[Items from a dataset]

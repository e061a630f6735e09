//! Seams to the embedder: the externally-integrated rigid body, the wind
//! field and the effects bus. The vessel borrows these each frame and
//! never assumes exclusive ownership of the body.

use bevy_math::{Quat, Vec2, Vec3};

/// Handle onto the externally-owned rigid body. Reads are assumed stable
/// for the duration of one `post_physics` call; writes accumulate into
/// the engine's force/torque sums for the next integration step. All
/// vectors are world-space.
pub trait RigidBody {
    fn translation(&self) -> Vec3;
    fn rotation(&self) -> Quat;
    /// Horizontal velocity, (x, z) in world space.
    fn linvel_xz(&self) -> Vec2;
    fn add_force(&mut self, force: Vec3);
    /// Point force; contributes torque about the center of mass.
    fn add_force_at_point(&mut self, force: Vec3, point: Vec3);
    fn add_torque(&mut self, torque: Vec3);
    fn apply_torque_impulse(&mut self, impulse: Vec3);
}

/// Horizontal wind query, (x, z) in world space.
pub trait WindField {
    fn wind_at(&self, x: f32, z: f32) -> Vec2;
}

/// Uniform wind everywhere; also the stand-in when no generator is wired.
#[derive(Debug, Clone, Copy)]
pub struct ConstantWind(pub Vec2);

impl Default for ConstantWind {
    fn default() -> Self {
        Self(Vec2::new(5.0, 0.0))
    }
}

impl WindField for ConstantWind {
    fn wind_at(&self, _x: f32, _z: f32) -> Vec2 {
        self.0
    }
}

/// Events the vessel raises for the visual/audio layers.
#[derive(Debug, Clone, Copy, PartialEq)]
pub enum EffectEvent {
    /// A buoyancy probe crossed into the water; world position attached.
    Splash { position: Vec3 },
    /// The sail is flogging inside the no-drive zone.
    Luffing,
}

/// Fire-and-forget event sink; no acknowledgment expected.
pub trait EffectSink {
    fn trigger(&mut self, event: EffectEvent);
}

/// Discards every event.
#[derive(Debug, Clone, Copy, Default)]
pub struct NullEffects;

impl EffectSink for NullEffects {
    fn trigger(&mut self, _event: EffectEvent) {}
}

▶ What you should do: When the entries above show the word "Debug" in a line, copy that line out.

▶ Reply to the exercise:
#[derive(Debug, Clone, Copy)]
#[derive(Debug, Clone, Copy, PartialEq)]
#[derive(Debug, Clone, Copy, Default)]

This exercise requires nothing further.